- Interactive map of Edurumondi
- Edurumondi Location in Andhra Pradesh, India
- Coordinates: 15°50′20″N 80°53′18″E﻿ / ﻿15.8389°N 80.8883°E
- Country: India
- State: Andhra Pradesh
- District: Krishna

Area
- • Total: 37.56 km^{2} (14.50 sq mi)
- Elevation: 9 m (30 ft)

Population (2011)
- • Total: 5,979
- • Density: 159.2/km^{2} (412.3/sq mi)

Languages
- • Official: Telugu
- Time zone: UTC+5:30 (IST)

= Edurumondi =

Edurumondi is a village in Krishna district of Indian state of Andhra Pradesh. It is located in Nagayalanka mandal of Machilipatnam revenue division.
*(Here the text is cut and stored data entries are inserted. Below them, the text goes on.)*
//! Cache key namespace
//!
//! Every cacheable collection or snapshot is addressed by a [`CacheKey`].
//! The string rendering is stable and shared between the cache, the
//! invalidation table, tests, and UI code:
//!
//! ```text
//! decks:list
//! decks:item:{id}
//! cards:list:{deckId}
//! cards:item:{id}
//! study:next:{deckId}
//! study:progress:{cardId}
//! study:dueCount:{deckId}
//! ```

use std::fmt::{self, Display, Formatter};
use std::str::FromStr;

use serde::{Deserialize, Serialize};

use super::errors::DomainError;
use super::newtypes::{CardId, DeckId};

/// Address of one cache entry
#[derive(Debug, Clone, Copy, PartialEq, Eq, Hash, Serialize, Deserialize)]
pub enum CacheKey {
    /// The list of all decks
    DecksList,
    /// A single deck snapshot
    DeckItem(DeckId),
    /// The list of cards in one deck
    CardsList(DeckId),
    /// A single card snapshot
    CardItem(CardId),
    /// The materialized due-item queue for one deck
    StudyNext(DeckId),
    /// The scheduling record for one card
    StudyProgress(CardId),
    /// The due-item count for one deck
    StudyDueCount(DeckId),
}

impl CacheKey {
    /// Returns the family this key belongs to
    pub fn family(&self) -> KeyFamily {
        match self {
            CacheKey::DecksList => KeyFamily::DecksList,
            CacheKey::DeckItem(_) => KeyFamily::DeckItems,
            CacheKey::CardsList(_) => KeyFamily::CardsLists,
            CacheKey::CardItem(_) => KeyFamily::CardItems,
            CacheKey::StudyNext(_) => KeyFamily::StudyNext,
            CacheKey::StudyProgress(_) => KeyFamily::StudyProgress,
            CacheKey::StudyDueCount(_) => KeyFamily::StudyDueCount,
        }
    }
}

impl Display for CacheKey {
    fn fmt(&self, f: &mut Formatter<'_>) -> fmt::Result {
        match self {
            CacheKey::DecksList => write!(f, "decks:list"),
            CacheKey::DeckItem(id) => write!(f, "decks:item:{id}"),
            CacheKey::CardsList(id) => write!(f, "cards:list:{id}"),
            CacheKey::CardItem(id) => write!(f, "cards:item:{id}"),
            CacheKey::StudyNext(id) => write!(f, "study:next:{id}"),
            CacheKey::StudyProgress(id) => write!(f, "study:progress:{id}"),
            CacheKey::StudyDueCount(id) => write!(f, "study:dueCount:{id}"),
        }
    }
}

impl FromStr for CacheKey {
    type Err = DomainError;

    fn from_str(s: &str) -> Result<Self, Self::Err> {
        let invalid = || DomainError::InvalidCacheKey(s.to_string());

        if s == "decks:list" {
            return Ok(CacheKey::DecksList);
        }
        let (prefix, id) = s.rsplit_once(':').ok_or_else(invalid)?;
        match prefix {
            "decks:item" => id.parse().map(CacheKey::DeckItem).map_err(|_| invalid()),
            "cards:list" => id.parse().map(CacheKey::CardsList).map_err(|_| invalid()),
            "cards:item" => id.parse().map(CacheKey::CardItem).map_err(|_| invalid()),
            "study:next" => id.parse().map(CacheKey::StudyNext).map_err(|_| invalid()),
            "study:progress" => id
                .parse()
                .map(CacheKey::StudyProgress)
                .map_err(|_| invalid()),
            "study:dueCount" => id
                .parse()
                .map(CacheKey::StudyDueCount)
                .map_err(|_| invalid()),
            _ => Err(invalid()),
        }
    }
}

/// A family of cache keys sharing one prefix
///
/// Families are the unit of wildcard invalidation (e.g. `study:next:*`)
/// and of freshness-window configuration.
#[derive(Debug, Clone, Copy, PartialEq, Eq, Hash, Serialize, Deserialize)]
#[serde(rename_all = "snake_case")]
pub enum KeyFamily {
    DecksList,
    DeckItems,
    CardsLists,
    CardItems,
    StudyNext,
    StudyProgress,
    StudyDueCount,
}

impl Display for KeyFamily {
    fn fmt(&self, f: &mut Formatter<'_>) -> fmt::Result {
        match self {
            KeyFamily::DecksList => write!(f, "decks:list"),
            KeyFamily::DeckItems => write!(f, "decks:item:*"),
            KeyFamily::CardsLists => write!(f, "cards:list:*"),
            KeyFamily::CardItems => write!(f, "cards:item:*"),
            KeyFamily::StudyNext => write!(f, "study:next:*"),
            KeyFamily::StudyProgress => write!(f, "study:progress:*"),
            KeyFamily::StudyDueCount => write!(f, "study:dueCount:*"),
        }
    }
}

/// Selects either one exact key or a whole family
///
/// The invalidation table produces selectors; the cache store resolves them
/// against its live entries.
#[derive(Debug, Clone, Copy, PartialEq, Eq, Hash)]
pub enum KeySelector {
    /// One exact key
    Exact(CacheKey),
    /// Every key in a family
    Family(KeyFamily),
}

impl KeySelector {
    /// Returns true if `key` is selected
    pub fn matches(&self, key: &CacheKey) -> bool {
        match self {
            KeySelector::Exact(exact) => exact == key,
            KeySelector::Family(family) => key.family() == *family,
        }
    }
}

impl Display for KeySelector {
    fn fmt(&self, f: &mut Formatter<'_>) -> fmt::Result {
        match self {
            KeySelector::Exact(key) => write!(f, "{key}"),
            KeySelector::Family(family) => write!(f, "{family}"),
        }
    }
}

#[cfg(test)]
mod tests {
    use super::*;

    fn deck_id() -> DeckId {
        "550e8400-e29b-41d4-a716-446655440000".parse().unwrap()
    }

    fn card_id() -> CardId {
        "550e8400-e29b-41d4-a716-446655440001".parse().unwrap()
    }

    mod display_tests {
        use super::*;

        #[test]
        fn test_stable_namespace_strings() {
            assert_eq!(CacheKey::DecksList.to_string(), "decks:list");
            assert_eq!(
                CacheKey::DeckItem(deck_id()).to_string(),
                "decks:item:550e8400-e29b-41d4-a716-446655440000"
            );
            assert_eq!(
                CacheKey::CardsList(deck_id()).to_string(),
                "cards:list:550e8400-e29b-41d4-a716-446655440000"
            );
            assert_eq!(
                CacheKey::CardItem(card_id()).to_string(),
                "cards:item:550e8400-e29b-41d4-a716-446655440001"
            );
            assert_eq!(
                CacheKey::StudyNext(deck_id()).to_string(),
                "study:next:550e8400-e29b-41d4-a716-446655440000"
            );
            assert_eq!(
                CacheKey::StudyProgress(card_id()).to_string(),
                "study:progress:550e8400-e29b-41d4-a716-446655440001"
            );
            assert_eq!(
                CacheKey::StudyDueCount(deck_id()).to_string(),
                "study:dueCount:550e8400-e29b-41d4-a716-446655440000"
            );
        }
    }

    mod from_str_tests {
        use super::*;

        #[test]
        fn test_roundtrip_all_variants() {
            let keys = [
                CacheKey::DecksList,
                CacheKey::DeckItem(deck_id()),
                CacheKey::CardsList(deck_id()),
                CacheKey::CardItem(card_id()),
                CacheKey::StudyNext(deck_id()),
                CacheKey::StudyProgress(card_id()),
                CacheKey::StudyDueCount(deck_id()),
            ];
            for key in keys {
                let parsed: CacheKey = key.to_string().parse().unwrap();
                assert_eq!(parsed, key);
            }
        }

        #[test]
        fn test_unknown_prefix_fails() {
            let result: Result<CacheKey, _> = "widgets:list:abc".parse();
            assert!(result.is_err());
        }

        #[test]
        fn test_bad_id_fails() {
            let result: Result<CacheKey, _> = "decks:item:not-a-uuid".parse();
            assert!(result.is_err());
        }
    }

    mod selector_tests {
        use super::*;

        #[test]
        fn test_exact_matches_only_itself() {
            let selector = KeySelector::Exact(CacheKey::DeckItem(deck_id()));
            assert!(selector.matches(&CacheKey::DeckItem(deck_id())));
            assert!(!selector.matches(&CacheKey::DeckItem(DeckId::new())));
            assert!(!selector.matches(&CacheKey::DecksList));
        }

        #[test]
        fn test_family_matches_every_member() {
            let selector = KeySelector::Family(KeyFamily::StudyNext);
            assert!(selector.matches(&CacheKey::StudyNext(deck_id())));
            assert!(selector.matches(&CacheKey::StudyNext(DeckId::new())));
            assert!(!selector.matches(&CacheKey::StudyDueCount(deck_id())));
        }

        #[test]
        fn test_key_family_mapping() {
            assert_eq!(CacheKey::DecksList.family(), KeyFamily::DecksList);
            assert_eq!(CacheKey::CardsList(deck_id()).family(), KeyFamily::CardsLists);
            assert_eq!(
                CacheKey::StudyProgress(card_id()).family(),
                KeyFamily::StudyProgress
            );
        }
    }
}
The village is situated along the mouths of the Krishna River, where it empties into Bay of Bengal. అవనిగడ్డ ఎదురుమోంది కి సమీప పట్టణం.

== Demographics ==

As of 2011 Census of India, Edurumondi had a population of 5,979. The total population constitute, 3,126 males and 2,853 females —a sex ratio of 913 females per 1000 males. 638 children are in the age group of 0–6 years, of which 346 are boys and 292 are girls —a ratio of 844 per 1000. The average literacy rate stands at 60.78% with 3,246 literates, significantly lower than the state average of 67.41%.